É necessário providenciar uma formação sobre temáticas LGBTI+ adequada e completa a quem ensina.

Só com uma educação sexual completa alcançaremos um ambiente de compreensão e aceitação da diversidade humana, a nível de características sexuais, sexualidade, identidade e expressão de género.


Persiste o mau atendimento nas conservatórias do registo civil relativamente ao procedimento de mudança legal de nome e marcador de sexo, com poucas exceções. As pessoas trans, residentes em Portugal e no estrangeiro, vêem-se obrigadas a pedir ajuda a associações devido ao desconhecimento por parte de pessoas funcionárias do registo civil e dos postos consulares para exercer o seu direito à autodeterminação.


Cabe ao Estado garantir direitos de autodeterminação e autonomia corporal de todas as pessoas, garantir o direito e implementação de processos de consentimento informado das pessoas intersexo na protecção de características sexuais, um reconhecimento social das pessoas não-binárias, ao regulamentar e propagar o uso de linguagem neutra e retirar o marcador de sexo dos documentos oficiais em que este consta.


Continuamos a reclamar a Introdução da Identidade de Género, da Expressão de Género e  das Características sexuais no art.º 13.º da Constituição da República Portuguesa como motivo pelo qual nenhuma pessoa pode ser discriminada. Assim como o alargamento da Lei n.º 38/2018 a jovens com menos de 16 anos e a pessoas sem nacionalidade portuguesa, permitindo um acesso pleno à autodeterminação legal de género.


Perante a crise social provocada pela pandemia, reclamamos que a estratégia económica de recuperação deixe de se basear num modelo único de desenvolvimento apoiado no fomento do turismo de massas que gentrifica as cidades, prejudica o ambiente e marginaliza as populações. 

Perante os desafios que se aproximam, um Plano de Recuperação e Resiliência que inclua o turismo deverá sempre abandonar o pinkwashing e assumir políticas verdadeiramente inclusivas no que toca ao turismo LGBTI+. Portugal não é “LGBT+ friendly” se o for só para as pessoas mais normativas e com poder económico.

Portugal não se pode promover como um país seguro para pessoas LGBTI+ enquanto promove a precarização do trabalho na área do turismo e torna economicamente inviável viver nas suas cidades, afetando principalmente as minorias.
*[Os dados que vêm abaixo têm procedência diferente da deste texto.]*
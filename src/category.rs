//! Category tree resolution.
//!
//! The backend lists categories flat, each record pointing at its parent.
//! [`CategoryMap`] turns that listing into an adjacency map with ordered
//! children, and the free functions here read it: child lookup for the tree
//! view, breadcrumb derivation for a selected node, and a depth-first
//! subtree for rendering. Every walk carries a visited set, so a cyclic
//! listing fails with [`AdminError::MalformedHierarchy`] instead of looping.

use serde::{Deserialize, Serialize};
use std::collections::{HashMap, HashSet};

use crate::error::{AdminError, Result};
use crate::notice::Notice;

/// Sentinel key for the implicit root of the tree.
pub const ROOT_KEY: &str = "Home";

/// A category with its ordered child ids
#[derive(Debug, Clone, PartialEq, Eq, Serialize, Deserialize)]
pub struct CategoryNode {
    pub id: String,
    pub parent_id: Option<String>,
    pub title: String,
    #[serde(default)]
    pub children: Vec<String>,
    #[serde(default)]
    pub slug: String,
}

/// Category as returned by `GET /categories`
#[derive(Debug, Clone, PartialEq, Serialize, Deserialize)]
pub struct CategoryRecord {
    #[serde(rename = "_id")]
    pub id: String,
    #[serde(default)]
    pub parent_id: Option<String>,
    pub title: String,
    #[serde(default)]
    pub slug: String,
    #[serde(default)]
    pub public: bool,
    #[serde(default)]
    pub thumbnail: Option<String>,
    #[serde(default, rename = "createdAt")]
    pub created_at: Option<String>,
}

/// Adjacency map of the category tree.
///
/// Populated once from a backend listing and read-only afterwards.
#[derive(Debug, Clone, Default)]
pub struct CategoryMap {
    nodes: HashMap<String, CategoryNode>,
    roots: Vec<String>,
}

impl CategoryMap {
    /// Build the map from a flat listing.
    ///
    /// Children keep listing order. A record whose parent is absent from the
    /// listing is kept in the map but attached nowhere.
    pub fn from_records(records: Vec<CategoryRecord>) -> Self {
        let mut nodes: HashMap<String, CategoryNode> = HashMap::with_capacity(records.len());
        let mut order = Vec::with_capacity(records.len());

        for record in records {
            // Some listings send an empty string instead of null.
            let parent_id = record.parent_id.filter(|p| !p.is_empty());
            order.push((record.id.clone(), parent_id.clone()));
            nodes.insert(
                record.id.clone(),
                CategoryNode {
                    id: record.id,
                    parent_id,
                    title: record.title,
                    children: Vec::new(),
                    slug: record.slug,
                },
            );
        }

        let mut roots = Vec::new();
        for (id, parent_id) in order {
            match parent_id {
                None => roots.push(id),
                Some(parent) => match nodes.get_mut(&parent) {
                    Some(parent_node) => parent_node.children.push(id),
                    None => log::warn!("category {} references unknown parent {}", id, parent),
                },
            }
        }

        CategoryMap { nodes, roots }
    }

    /// Build the map from nodes that already carry their children.
    ///
    /// Roots are the parentless nodes, in input order.
    pub fn from_nodes(nodes: Vec<CategoryNode>) -> Self {
        let roots = nodes
            .iter()
            .filter(|node| node.parent_id.is_none())
            .map(|node| node.id.clone())
            .collect();
        let nodes = nodes
            .into_iter()
            .map(|node| (node.id.clone(), node))
            .collect();

        CategoryMap { nodes, roots }
    }

    pub fn get(&self, id: &str) -> Option<&CategoryNode> {
        self.nodes.get(id)
    }

    pub fn roots(&self) -> &[String] {
        &self.roots
    }

    pub fn len(&self) -> usize {
        self.nodes.len()
    }

    pub fn is_empty(&self) -> bool {
        self.nodes.is_empty()
    }

    /// Check that the children references form a tree under the root.
    ///
    /// Every child reference must resolve and agree with the child's
    /// `parent_id`, every non-root node must be claimed exactly once, and
    /// every node must be reachable from the root.
    pub fn validate(&self) -> Result<()> {
        let malformed = |id: &str| AdminError::MalformedHierarchy {
            node_id: id.to_string(),
        };

        let mut claims: HashMap<&str, usize> = HashMap::with_capacity(self.nodes.len());
        for node in self.nodes.values() {
            for child_id in &node.children {
                let child = self.nodes.get(child_id).ok_or_else(|| malformed(&node.id))?;
                if child.parent_id.as_deref() != Some(node.id.as_str()) {
                    return Err(malformed(child_id));
                }
                *claims.entry(child_id.as_str()).or_default() += 1;
            }
        }

        for node in self.nodes.values() {
            let claimed = claims.get(node.id.as_str()).copied().unwrap_or(0);
            let expected = usize::from(node.parent_id.is_some());
            if claimed != expected {
                return Err(malformed(&node.id));
            }
        }

        for root in &self.roots {
            match self.nodes.get(root) {
                Some(node) if node.parent_id.is_none() => {}
                _ => return Err(malformed(root)),
            }
        }

        let rows = subtree(self, ROOT_KEY)?;
        if rows.len() != self.nodes.len() {
            let seen: HashSet<&str> = rows.iter().map(|row| row.node_id.as_str()).collect();
            if let Some(stray) = self.nodes.keys().find(|id| !seen.contains(id.as_str())) {
                return Err(malformed(stray));
            }
        }

        Ok(())
    }
}

/// Ordered children of a node.
///
/// `ROOT_KEY` yields the top-level categories. An unknown id yields nothing;
/// the tree view simply renders no children under it.
pub fn resolve_children<'a>(categories: &'a CategoryMap, node_id: &str) -> Vec<&'a CategoryNode> {
    let ids = if node_id == ROOT_KEY {
        &categories.roots
    } else {
        match categories.nodes.get(node_id) {
            Some(node) => &node.children,
            None => return Vec::new(),
        }
    };

    ids.iter().filter_map(|id| categories.nodes.get(id)).collect()
}

/// Titles from the root down to `node_id`, inclusive.
///
/// The walk follows `parent_id` until it hits a parentless node or an id
/// missing from the map. The root sentinel and unknown ids give an empty
/// path.
pub fn generate_breadcrumbs(node_id: &str, categories: &CategoryMap) -> Result<Vec<String>> {
    if node_id == ROOT_KEY {
        return Ok(Vec::new());
    }

    let mut path = Vec::new();
    let mut visited: HashSet<&str> = HashSet::new();
    let mut current = Some(node_id);

    while let Some(id) = current {
        let Some(node) = categories.nodes.get(id) else {
            break;
        };
        if !visited.insert(id) {
            return Err(AdminError::MalformedHierarchy {
                node_id: id.to_string(),
            });
        }
        path.push(node.title.clone());
        current = node.parent_id.as_deref();
    }

    path.reverse();
    Ok(path)
}

/// One line of the rendered tree.
#[derive(Debug, Clone, PartialEq, Eq, Serialize)]
pub struct TreeRow {
    pub node_id: String,
    pub title: String,
    pub depth: usize,
    pub is_leaf: bool,
}

/// Depth-first rows of every node below `node_id`, excluding the node itself.
pub fn subtree(categories: &CategoryMap, node_id: &str) -> Result<Vec<TreeRow>> {
    let mut rows = Vec::new();
    let mut visited: HashSet<&str> = HashSet::new();
    if node_id != ROOT_KEY {
        visited.insert(node_id);
    }

    let mut stack: Vec<(&CategoryNode, usize)> = resolve_children(categories, node_id)
        .into_iter()
        .rev()
        .map(|node| (node, 0))
        .collect();

    while let Some((node, depth)) = stack.pop() {
        if !visited.insert(node.id.as_str()) {
            return Err(AdminError::MalformedHierarchy {
                node_id: node.id.clone(),
            });
        }

        let children = resolve_children(categories, &node.id);
        rows.push(TreeRow {
            node_id: node.id.clone(),
            title: node.title.clone(),
            depth,
            is_leaf: children.is_empty(),
        });
        stack.extend(children.into_iter().rev().map(|child| (child, depth + 1)));
    }

    Ok(rows)
}

/// The node currently highlighted in the tree view.
#[derive(Debug, Clone, Default, PartialEq, Eq, Serialize, Deserialize)]
pub struct CategorySelection {
    pub title: Option<String>,
    pub node_id: Option<String>,
}

impl CategorySelection {
    pub fn of(node: &CategoryNode) -> Self {
        CategorySelection {
            title: Some(node.title.clone()),
            node_id: Some(node.id.clone()),
        }
    }
}

/// A category attached to a product, with its path for display.
#[derive(Debug, Clone, PartialEq, Eq, Serialize, Deserialize)]
pub struct SelectedCategory {
    pub node_id: String,
    pub title: String,
    pub breadcrumbs: Vec<String>,
}

/// Tree picker state: the highlighted node and the attached categories.
#[derive(Debug, Clone, Default)]
pub struct CategoryPicker {
    highlighted: CategorySelection,
    selected: Vec<SelectedCategory>,
}

impl CategoryPicker {
    pub fn new() -> Self {
        Self::default()
    }

    pub fn with_selected(selected: Vec<SelectedCategory>) -> Self {
        CategoryPicker {
            highlighted: CategorySelection::default(),
            selected,
        }
    }

    pub fn highlight(&mut self, node: &CategoryNode) {
        self.highlighted = CategorySelection::of(node);
    }

    /// Highlight an arbitrary selection, including an empty one.
    pub fn set_highlight(&mut self, selection: CategorySelection) {
        self.highlighted = selection;
    }

    pub fn clear_highlight(&mut self) {
        self.highlighted = CategorySelection::default();
    }

    pub fn highlighted(&self) -> &CategorySelection {
        &self.highlighted
    }

    pub fn selected(&self) -> &[SelectedCategory] {
        &self.selected
    }

    /// Attach the highlighted node to the selection list.
    ///
    /// Only real nodes of `categories` can be attached: no highlight, the
    /// root sentinel and ids missing from the map all ask for another
    /// category. Rejections leave both the highlight and the list untouched.
    pub fn attach(&mut self, categories: &CategoryMap) -> std::result::Result<&SelectedCategory, Notice> {
        let node = match self.highlighted.node_id.as_deref() {
            Some(id) if id != ROOT_KEY => categories.get(id),
            _ => None,
        };
        let Some(node) = node else {
            return Err(Notice::ChooseAnotherCategory);
        };
        let node_id = node.id.clone();
        let title = node.title.clone();

        if self.selected.iter().any(|s| s.title == title) {
            log::debug!("category {} already attached", title);
            return Err(Notice::AlreadySelected { title });
        }

        let breadcrumbs = generate_breadcrumbs(&node_id, categories).map_err(|_| {
            log::warn!("breadcrumb walk for {} hit a cycle", node_id);
            Notice::MalformedHierarchy {
                node_id: node_id.clone(),
            }
        })?;

        self.selected.push(SelectedCategory {
            node_id,
            title,
            breadcrumbs,
        });
        self.highlighted = CategorySelection::default();

        Ok(&self.selected[self.selected.len() - 1])
    }

    /// Detach a category. Returns whether anything was removed.
    pub fn remove(&mut self, node_id: &str) -> bool {
        let before = self.selected.len();
        self.selected.retain(|s| s.node_id != node_id);
        self.selected.len() != before
    }
}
O caso de lesbofobia ocorrido no Jardim do Arco do Cego é um lembrete de como o usufruto do espaço público ainda não é garantido para as pessoas LGBTI+.


Da mesma forma, reclamamos uma marcha do orgulho política onde não haja espaço para a comercialização nem para o uso da bandeira arco-íris como encobrimento de violações da autodeterminação de povos e de direitos humanos. A nossa bandeira não é imagem de marca para vender mais, nem fachada para lavar a cara.


Vimos de forma clara, mais uma vez na história da nossa comunidade, as consequências da privatização do desenvolvimento científico no que toca à saúde. Vidas reféns de patentes farmacêuticas, num capitalismo que de novo dita que vidas importam dependendo da sua localização geopolítica. Já nos anos 80, a epidemia da SIDA demonstrou os obstáculos que as patentes privadas e os direitos de propriedade intelectual colocavam à produção de antiretrovirais, obstáculos que excluíram os países do sul do mundo, tal qual se verifica hoje com as vacinas contra a COVID-19.

Junto com isto, a criação de certificados de vacinação como mais uma forma de controlo da livre circulação de pessoas, que deveria ser um direito garantido, irá apenas exponenciar os desequilíbrios globais.

A insistência numa ideia de fronteiras restritivas continua a deixar milhares de pessoas a morrer no mediterrâneo e enjauladas em centros de detenção. Pessoas migrantes continuam a ser vítimas de redes de tráfico de uma nova escravidão, seja em produções agrícolas para nos sustentar as necessidades alimentares, seja em redes de entrega de comida e outros bens.


A União Europeia assiste desatenta e atua com fraco posicionamento político enquanto Estados-membros se qualificam com o eufemismo “zonas livres de ideologia LGBTI+”, quando deveriam ser julgados por perseguir pessoas com base na sua orientação sexual ou identidade de género e por fomentar o crescimento e enraizamento de discursos de ódio. 


Hoje mais que tudo, é importante celebrar o direito a dar as mãos publicamente, livre de preconceitos, enquanto marchamos pelas ruas para desconfinar direitos e afastar preconceitos.